In this issue FE&S presents the results from its 2012 Distribution Giants Study, which ranks the top 100 dealers by sales volume. This is the industry's oldest and most comprehensive study that covers the world of foodservice equipment and supplies distribution. While incredibly time consuming, this study is a wonderful exercise for me and our team here at FE&S because it allows us to interact with a large portion of our readers and hear first-hand how things are playing out in the field each day.
The good news is that 2011 sales among the top 100 dealers increased 7.63 percent, almost five full percentage points higher than last year's growth rate. In fact, 68 percent of dealers reported an increase in sales and 10 percent said sales were flat. You can see the results of this year's study on page 28.
What we learned this year is that while top line sales continue to improve, the dealer community still faces considerable margin pressures. And, unfortunately, it is probably going to remain that way for a while as businesses and consumers maintain a more conservative economic position.
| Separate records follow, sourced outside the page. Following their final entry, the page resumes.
/// Chart error type. Geometry never fails; only the drawing backend and
/// configuration parsing can.
#[derive(Debug, Clone, PartialEq)]
pub enum ChartError {
    RenderingError(String),
    ValidationError(String),
    ConfigError(String),
}

impl std::fmt::Display for ChartError {
    fn fmt(&self, f: &mut std::fmt::Formatter<'_>) -> std::fmt::Result {
        match self {
            ChartError::RenderingError(msg) => write!(f, "Rendering Error: {}", msg),
            ChartError::ValidationError(msg) => write!(f, "Validation Error: {}", msg),
            ChartError::ConfigError(msg) => write!(f, "Config Error: {}", msg),
        }
    }
}

impl std::error::Error for ChartError {}

impl From<serde_json::Error> for ChartError {
    fn from(err: serde_json::Error) -> Self {
        ChartError::ConfigError(err.to_string())
    }
}

impl From<ChartError> for wasm_bindgen::JsValue {
    fn from(err: ChartError) -> Self {
        wasm_bindgen::JsValue::from_str(&err.to_string())
    }
}

pub type RenderingResult<T> = Result<T, ChartError>;
//! Logging facade. Chart code logs through the `log_*` macros; the host
//! installs a sink and a clock once at startup. Until then entries are
//! dropped.

use derive_more::Display;
use std::sync::{Arc, Mutex, OnceLock};

#[derive(Debug, Clone, Copy, PartialEq, Eq, PartialOrd, Ord, Hash, Display)]
pub enum LogLevel {
    #[display(fmt = "TRACE")]
    Trace,
    #[display(fmt = "DEBUG")]
    Debug,
    #[display(fmt = "INFO")]
    Info,
    #[display(fmt = "WARN")]
    Warn,
    #[display(fmt = "ERROR")]
    Error,
}

/// Layer and unit an entry comes from
#[derive(Debug, Clone, Copy, PartialEq, Eq, Display)]
pub enum LogComponent {
    #[display(fmt = "DOM:{}", _0)]
    Domain(&'static str),
    #[display(fmt = "INF:{}", _0)]
    Infrastructure(&'static str),
    #[display(fmt = "PRE:{}", _0)]
    Presentation(&'static str),
}

#[derive(Debug, Clone, PartialEq)]
pub struct LogEntry {
    pub timestamp: u64,
    pub level: LogLevel,
    pub component: LogComponent,
    pub message: String,
}

impl LogEntry {
    pub fn new(level: LogLevel, component: LogComponent, message: impl Into<String>) -> Self {
        Self {
            timestamp: get_time_provider().current_timestamp(),
            level,
            component,
            message: message.into(),
        }
    }

    pub fn format_line(&self) -> String {
        format!(
            "{} {} [{}] {}",
            get_time_provider().format_timestamp(self.timestamp),
            self.level,
            self.component,
            self.message
        )
    }
}

pub trait TimeProvider: Send + Sync {
    fn current_timestamp(&self) -> u64;
    fn format_timestamp(&self, timestamp: u64) -> String;
}

/// Log sink
pub trait Logger: Send + Sync {
    fn log(&self, entry: LogEntry);

    /// Checked before the message is formatted
    fn enabled(&self, _level: LogLevel) -> bool {
        true
    }
}

static LOGGER: OnceLock<Box<dyn Logger>> = OnceLock::new();
static TIME_PROVIDER: OnceLock<Box<dyn TimeProvider>> = OnceLock::new();

/// Install the process-wide sink. Returns `false` if one was already installed.
pub fn init_logger(logger: Box<dyn Logger>) -> bool {
    LOGGER.set(logger).is_ok()
}

/// Install the process-wide clock. Returns `false` if one was already installed.
pub fn init_time_provider(time_provider: Box<dyn TimeProvider>) -> bool {
    TIME_PROVIDER.set(time_provider).is_ok()
}

pub fn get_logger() -> &'static dyn Logger {
    LOGGER.get().map(|logger| logger.as_ref()).unwrap_or(&DiscardLogger)
}

pub fn get_time_provider() -> &'static dyn TimeProvider {
    TIME_PROVIDER
        .get()
        .map(|provider| provider.as_ref())
        .unwrap_or(&SequenceClock)
}

struct DiscardLogger;

impl Logger for DiscardLogger {
    fn log(&self, _entry: LogEntry) {}

    fn enabled(&self, _level: LogLevel) -> bool {
        false
    }
}

/// Stand-in clock outside the browser: a process-wide sequence number
struct SequenceClock;

impl TimeProvider for SequenceClock {
    fn current_timestamp(&self) -> u64 {
        use std::sync::atomic::{AtomicU64, Ordering};
        static NEXT: AtomicU64 = AtomicU64::new(0);
        NEXT.fetch_add(1, Ordering::Relaxed)
    }

    fn format_timestamp(&self, timestamp: u64) -> String {
        format!("#{:06}", timestamp)
    }
}

/// Keeps entries in memory. Clones share one buffer, so a clone can be
/// installed globally while the original is inspected.
#[derive(Debug, Clone)]
pub struct MemoryLogger {
    min_level: LogLevel,
    entries: Arc<Mutex<Vec<LogEntry>>>,
}

impl Default for MemoryLogger {
    fn default() -> Self {
        Self::new(LogLevel::Trace)
    }
}

impl MemoryLogger {
    pub fn new(min_level: LogLevel) -> Self {
        Self { min_level, entries: Arc::new(Mutex::new(Vec::new())) }
    }

    pub fn entries(&self) -> Vec<LogEntry> {
        self.entries.lock().map(|entries| entries.clone()).unwrap_or_default()
    }

    pub fn clear(&self) {
        if let Ok(mut entries) = self.entries.lock() {
            entries.clear();
        }
    }
}

impl Logger for MemoryLogger {
    fn log(&self, entry: LogEntry) {
        if let Ok(mut entries) = self.entries.lock() {
            entries.push(entry);
        }
    }

    fn enabled(&self, level: LogLevel) -> bool {
        level >= self.min_level
    }
}

/// Log at an explicit level through the installed sink
#[macro_export]
macro_rules! log_at {
    ($level:expr, $component:expr, $($arg:tt)*) => {{
        let logger = $crate::domain::logging::get_logger();
        let level = $level;
        if $crate::domain::logging::Logger::enabled(logger, level) {
            $crate::domain::logging::Logger::log(
                logger,
                $crate::domain::logging::LogEntry::new(level, $component, format!($($arg)*)),
            );
        }
    }};
}

/// Compiled out of release builds
#[macro_export]
macro_rules! log_trace {
    ($component:expr, $($arg:tt)*) => {
        #[cfg(debug_assertions)]
        $crate::log_at!($crate::domain::logging::LogLevel::Trace, $component, $($arg)*);
    };
}

/// Compiled out of release builds
#[macro_export]
macro_rules! log_debug {
    ($component:expr, $($arg:tt)*) => {
        #[cfg(debug_assertions)]
        $crate::log_at!($crate::domain::logging::LogLevel::Debug, $component, $($arg)*);
    };
}

#[macro_export]
macro_rules! log_info {
    ($component:expr, $($arg:tt)*) => {
        $crate::log_at!($crate::domain::logging::LogLevel::Info, $component, $($arg)*)
    };
}

#[macro_export]
macro_rules! log_warn {
    ($component:expr, $($arg:tt)*) => {
        $crate::log_at!($crate::domain::logging::LogLevel::Warn, $component, $($arg)*)
    };
}

#[macro_export]
macro_rules! log_error {
    ($component:expr, $($arg:tt)*) => {
        $crate::log_at!($crate::domain::logging::LogLevel::Error, $component, $($arg)*)
    };
}

#[cfg(test)]
mod tests {
    use super::*;

    #[test]
    fn display_labels() {
        assert_eq!(LogLevel::Warn.to_string(), "WARN");
        assert_eq!(LogComponent::Domain("Viewport").to_string(), "DOM:Viewport");
        assert_eq!(LogComponent::Infrastructure("Canvas").to_string(), "INF:Canvas");
    }

    #[test]
    fn format_line_layout() {
        let entry = LogEntry::new(LogLevel::Info, LogComponent::Presentation("Chart"), "point added");
        assert!(entry.format_line().ends_with("INFO [PRE:Chart] point added"), "{}", entry.format_line());
    }

    #[test]
    fn memory_logger_filters_and_shares_buffer() {
        let logger = MemoryLogger::new(LogLevel::Info);
        let installed = logger.clone();
        assert!(!installed.enabled(LogLevel::Debug));
        assert!(installed.enabled(LogLevel::Warn));

        installed.log(LogEntry::new(LogLevel::Warn, LogComponent::Domain("Test"), "seen"));
        assert_eq!(logger.entries().len(), 1);
        logger.clear();
        assert!(installed.entries().is_empty());
    }
}
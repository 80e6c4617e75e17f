pub mod candle_renderer;
pub mod canvas_renderer;
pub mod chart_renderer;
pub mod level_renderer;
pub mod surface;

pub use candle_renderer::{CandleGeometry, PARALLEL_THRESHOLD, close_line_points, layout_candles};
pub use canvas_renderer::{CanvasSurface, paint_chart};
pub use chart_renderer::render_chart;
pub use level_renderer::{LevelGeometry, level_geometry};
pub use surface::{DrawCommand, DrawSurface, RecordingSurface, Stroke};
use serde::{Deserialize, Serialize};
use strum::{AsRefStr, EnumIter};

use crate::domain::chart::Color;

/// Value Object - recommended trade direction.
///
/// The analytics service speaks Spanish on the wire (`compra`, `venta`,
/// `esperar`); English aliases are accepted too. Anything else reads as
/// [`TradeDirection::Wait`].
#[derive(Debug, Clone, Copy, PartialEq, Eq, Hash, Default, EnumIter, AsRefStr, Serialize, Deserialize)]
#[serde(from = "String", into = "String")]
pub enum TradeDirection {
    #[strum(serialize = "compra")]
    Buy,
    #[strum(serialize = "venta")]
    Sell,
    #[default]
    #[strum(serialize = "esperar")]
    Wait,
}

impl TradeDirection {
    pub fn parse(raw: &str) -> Self {
        match raw.trim().to_ascii_lowercase().as_str() {
            "compra" | "buy" => TradeDirection::Buy,
            "venta" | "sell" => TradeDirection::Sell,
            _ => TradeDirection::Wait,
        }
    }

    pub fn style(&self) -> DirectionStyle {
        match self {
            TradeDirection::Buy => DirectionStyle {
                label: "BUY",
                line_color: Color::from_hex(0x4ade80),
                fill_color: Color::from_hex(0xf0fdf4),
            },
            TradeDirection::Sell => DirectionStyle {
                label: "SELL",
                line_color: Color::from_hex(0xf87171),
                fill_color: Color::from_hex(0xfef2f2),
            },
            TradeDirection::Wait => DirectionStyle {
                label: "WAIT",
                line_color: Color::from_hex(0xfacc15),
                fill_color: Color::from_hex(0xfefce8),
            },
        }
    }
}

impl From<String> for TradeDirection {
    fn from(raw: String) -> Self {
        Self::parse(&raw)
    }
}

impl From<TradeDirection> for String {
    fn from(direction: TradeDirection) -> Self {
        direction.as_ref().to_string()
    }
}

/// Border and background colors used to frame a recommendation
#[derive(Debug, Clone, Copy, PartialEq)]
pub struct DirectionStyle {
    pub label: &'static str,
    pub line_color: Color,
    pub fill_color: Color,
}

#[cfg(test)]
mod tests {
    use super::*;
    use strum::IntoEnumIterator;

    #[test]
    fn wire_labels_and_aliases() {
        assert_eq!(TradeDirection::parse("compra"), TradeDirection::Buy);
        assert_eq!(TradeDirection::parse("SELL"), TradeDirection::Sell);
        assert_eq!(TradeDirection::parse("lateral"), TradeDirection::Wait);
        assert_eq!(String::from(TradeDirection::Sell), "venta");
    }

    #[test]
    fn every_direction_has_distinct_colors() {
        let styles: Vec<DirectionStyle> = TradeDirection::iter().map(|d| d.style()).collect();
        for (i, a) in styles.iter().enumerate() {
            for b in &styles[i + 1..] {
                assert_ne!(a.line_color, b.line_color);
                assert_ne!(a.fill_color, b.fill_color);
            }
        }
    }
}
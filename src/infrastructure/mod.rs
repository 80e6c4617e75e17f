pub mod rendering;
pub mod services;

pub use rendering::*;
pub use services::{BrowserTimeProvider, ConsoleLogger};
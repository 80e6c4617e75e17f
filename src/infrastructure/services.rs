use gloo::console;

use crate::domain::logging::{LogEntry, LogLevel, Logger, TimeProvider};

/// Browser console sink
pub struct ConsoleLogger {
    min_level: LogLevel,
}

impl ConsoleLogger {
    pub fn new(min_level: LogLevel) -> Self {
        Self { min_level }
    }

    pub fn new_production() -> Self {
        Self::new(LogLevel::Info)
    }

    pub fn new_development() -> Self {
        Self::new(LogLevel::Debug)
    }
}

impl Logger for ConsoleLogger {
    fn log(&self, entry: LogEntry) {
        let line = entry.format_line();
        match entry.level {
            LogLevel::Trace | LogLevel::Debug => console::debug!(line),
            LogLevel::Info => console::info!(line),
            LogLevel::Warn => console::warn!(line),
            LogLevel::Error => console::error!(line),
        }
    }

    fn enabled(&self, level: LogLevel) -> bool {
        level >= self.min_level
    }
}

/// Wall clock backed by `Date.now()`
#[derive(Default)]
pub struct BrowserTimeProvider;

impl BrowserTimeProvider {
    pub fn new() -> Self {
        Self
    }
}

impl TimeProvider for BrowserTimeProvider {
    fn current_timestamp(&self) -> u64 {
        js_sys::Date::now() as u64
    }

    fn format_timestamp(&self, timestamp: u64) -> String {
        let date = js_sys::Date::new(&(timestamp as f64).into());
        format!(
            "{:02}:{:02}:{:02}.{:03}",
            date.get_hours(),
            date.get_minutes(),
            date.get_seconds(),
            date.get_milliseconds()
        )
    }
}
The fact that 2012 is a general election year will not help matters much, either, as the divisive drum beats of partisan politics will do little to make business leaders and consumers feel more secure about their current or future prospects.
Despite the challenging business climate, the foodservice equipment and supplies industry remains a pretty vibrant and resilient place for those individuals with a vision, active listening skills and a willingness to embrace technology. In this issue we offer four such examples of foodservice professionals who continue to evolve their careers, applying lessons learned and past experiences when working with customers and supply chain partners to create dynamic solutions. Of course, I am referring to FE&S' 2012 Top Achiever Award recipients (page 38).
Our top achievers blend their backgrounds with an insatiable thirst to learn more and ability to adapt to the industry's ever-evolving business climate to develop working relationships with their supply chain partners based on collaboration, integrity and trust. Our four top achievers' seemingly endless energy for their businesses makes them wonderful ambassadors for the foodservice industry. Indeed, Karen Malody, Mark Rossi, Joe McDonald and Mark LeBerte represent living proof that if you are willing to put in the time and effort, the foodservice equipment and supplies industry offers countless opportunities for you to pursue your passions.
I guess what it all comes back to is what we all learned as children about playing in the sandbox. As Chip Evans points out in his Parting Shot editorial (page 120): If we can remember not to throw sand in anyone's face, share all the toys appropriately and not bully anyone then the industry can continue to form business relationships that function well.
The pressure from slimming margins and customer traffic can cause us to act hastily and jump to conclusions about what the customer wants without ever asking them or taking the time to truly listen to what they are saying. But by applying these basic techniques learned as children, we can continue to position ourselves and our businesses for growth, no matter the conditions.